Comment from Bill Taylor

A production photo of the Fox CinemaScope 55 camera and crew (and Fox techical staff) during the filming of "Carousel." This is the only camera made for the process and is displayed at the ASC. Cinematographer Charles G. Clarke, ASC is just to the left of the camera, Fox camera department head Sol Halprin, ASC. (Bob Weisgerber)

Back in the 80's we tested two of the surviving Cinemascope 55 lenses on the optical bench of ace lens designer David Grafton. (I was hoping to shoot 2:1 squeezed 8-perf Vistavision for a couple of anamorphic shows Universal had planned.) The results were poor, showing noticeably lower resolution than the very early auto Panatars we had in the department. The results were not as good as the combination of a Nikon lens and a Bausch and Lomb Cinemascope adaptor from the '50s. The lens coatings had deteriorated somewhat, contributing to some flare that was distinct from the resolution problems.
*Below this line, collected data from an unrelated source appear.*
use uom::si::f64::HeatTransfer;

/// Air-side convection around the exposed lead wires.
#[derive(Debug, Clone, Copy, PartialEq, Eq, Hash)]
pub enum ConvectionRegime {
    /// Natural convection in still room air.
    Still,
    /// Forced convection in a draft.
    Draft,
}

impl ConvectionRegime {
    /// Both regimes, in reporting order.
    pub const ALL: [Self; 2] = [Self::Still, Self::Draft];
}

/// Convection coefficients for each [`ConvectionRegime`].
#[derive(Debug, Clone, Copy, PartialEq)]
pub struct AirConvection {
    pub still: HeatTransfer,
    pub draft: HeatTransfer,
}

impl AirConvection {
    /// Returns the coefficient for `regime`.
    #[must_use]
    pub fn coefficient(&self, regime: ConvectionRegime) -> HeatTransfer {
        match regime {
            ConvectionRegime::Still => self.still,
            ConvectionRegime::Draft => self.draft,
        }
    }
}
The flare went away as the lens stopped down; the resolution on axis did not improve.

Assuming these lenses were representative, (and image quality in the movies suggests they were) my guess is that the only advantage in quality would have been a great improvement in grain from reduction printing to 4-perf 35. It must have been disappointing given the development cost of Cinemascope 55.

In fairness the lenses were probably not far removed from the prototype stage, and large format anamorphics could not really advance until the advent of computer-assisted lens design.

When I worked at the Ray Mercer Co. in the early 70's there were still many thousands of 55mm Mercer film clips on the shelf, both brass and fiber, representing a young fortune in tooling costs. Wonder how many other "victims" of C55 there were?